St. Joseph’s Hospital Treats Patients Amid Drug-Related Poisonings

December 16, 2021
St. Joseph's Hospital ER doctors warn about “exceptionally dangerous situation” connected with using a synthetic street drug called spice.


St. Joseph’s Hospital has seen multiple cases of patients suffering from severe bleeding after using “spice” or “K2,” an illegal drug also known as synthetic marijuana. 

Experts believe batches of the drug circulating locally have been contaminated with poison – possibly rat poison, an anticoagulant (blood thinner) that can cause patients to die from loss of blood. Dozens of people have been hospitalized after using spice in Hillsborough County, according to Florida’s Poison Control Centers. 

“The most common early symptoms we’ve seen in patients are blood in their urine, abdominal pain and vomiting blood, probably from a gastric ulcer,” said Dr. Monica Bueso, an intensivist at St. Joseph’s Hospital who recently treated multiple patients associated with the outbreak. Additional symptoms have ranged from spontaneous nosebleeds and bruising to bleeding in the abdomen, kidneys and lungs. 

“This is an exceptionally dangerous situation,” Dr. Bueso said.

Last week, the Florida Department of Health in Hillsborough County began investigating cases involving people who became severely ill after using the synthetic drug. The individuals showed symptoms of coagulopathy, a life-threatening condition in which the blood's ability to clot becomes impaired.

Most of the patients admitted to St. Joseph’s Hospital are recovering from their illness. Others died because they arrived at the Emergency Department too late, Dr. Bueso said. 

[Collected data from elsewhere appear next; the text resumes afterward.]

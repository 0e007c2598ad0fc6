//! Control-plane error types.

use std::fmt;

use serde::{Deserialize, Serialize};

use crate::config::NodeId;

/// Errors that can occur in the distributed layer.
#[derive(Debug)]
pub enum ClusterError {
    /// Error from the backend seam.
    Core(relaydb_core::CoreError),
    /// Transport/framing error.
    Transport(String),
    /// A peer could not be reached.
    Unreachable(NodeId),
    /// Frame integrity check failed.
    ChecksumMismatch,
    /// Frame exceeds the wire limit.
    FrameTooLarge(usize),
    /// An outbound wait expired.
    Timeout(String),
    /// No coordinator is currently known.
    NoCoordinator,
    /// Lock acquisition exceeded its budget.
    LockTimeout { table: String },
    /// Configuration problem.
    Config(String),
    /// Raw IO error.
    Io(std::io::Error),
}

impl fmt::Display for ClusterError {
    fn fmt(&self, f: &mut fmt::Formatter<'_>) -> fmt::Result {
        match self {
            Self::Core(e) => write!(f, "core: {e}"),
            Self::Transport(e) => write!(f, "transport: {e}"),
            Self::Unreachable(id) => write!(f, "peer {id} unreachable"),
            Self::ChecksumMismatch => write!(f, "frame checksum mismatch"),
            Self::FrameTooLarge(n) => write!(f, "frame of {n} bytes exceeds limit"),
            Self::Timeout(e) => write!(f, "timeout: {e}"),
            Self::NoCoordinator => write!(f, "no coordinator available"),
            Self::LockTimeout { table } => write!(f, "lock timeout on table {table}"),
            Self::Config(e) => write!(f, "config: {e}"),
            Self::Io(e) => write!(f, "io: {e}"),
        }
    }
}

impl std::error::Error for ClusterError {}

impl From<relaydb_core::CoreError> for ClusterError {
    fn from(e: relaydb_core::CoreError) -> Self {
        Self::Core(e)
    }
}

impl From<std::io::Error> for ClusterError {
    fn from(e: std::io::Error) -> Self {
        Self::Io(e)
    }
}

impl From<serde_json::Error> for ClusterError {
    fn from(e: serde_json::Error) -> Self {
        Self::Transport(e.to_string())
    }
}

/// Result alias for control-plane operations.
pub type Result<T> = std::result::Result<T, ClusterError>;

/// Stable error codes surfaced to clients.
#[derive(Debug, Clone, Copy, PartialEq, Eq, Serialize, Deserialize)]
#[serde(rename_all = "SCREAMING_SNAKE_CASE")]
pub enum ErrorCode {
    BadStatement,
    LockTimeout,
    BackendError,
    UnreachablePeer,
    Unavailable,
    ChecksumFail,
    TxnTimeout,
    Aborted,
}

impl ErrorCode {
    pub fn as_str(self) -> &'static str {
        match self {
            ErrorCode::BadStatement => "BAD_STATEMENT",
            ErrorCode::LockTimeout => "LOCK_TIMEOUT",
            ErrorCode::BackendError => "BACKEND_ERROR",
            ErrorCode::UnreachablePeer => "UNREACHABLE_PEER",
            ErrorCode::Unavailable => "UNAVAILABLE",
            ErrorCode::ChecksumFail => "CHECKSUM_FAIL",
            ErrorCode::TxnTimeout => "TXN_TIMEOUT",
            ErrorCode::Aborted => "ABORTED",
        }
    }
}

impl fmt::Display for ErrorCode {
    fn fmt(&self, f: &mut fmt::Formatter<'_>) -> fmt::Result {
        f.write_str(self.as_str())
    }
}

Spice is manufactured by spraying plant matter with chemicals known as synthetic cannabinoids. It is designed to mimic the psychoactive effects of cannabis. The substance is unsafe, according to the Centers for Disease Control and Prevention, and illegal to buy, sell or possess in the United States. 

“When you consume this substance, you don’t know what you’re consuming,” said Dr. Juan Gallego, medical director of the Emergency Department at St. Joseph’s Hospital. “There are a lot of harmful things it can be cut with, including rat poison, and there’s a lot of variability in the effect it can have on a person, none of which are good.”

Anyone who has used spice or is bleeding after consuming marijuana should immediately contact 911 and seek medical treatment.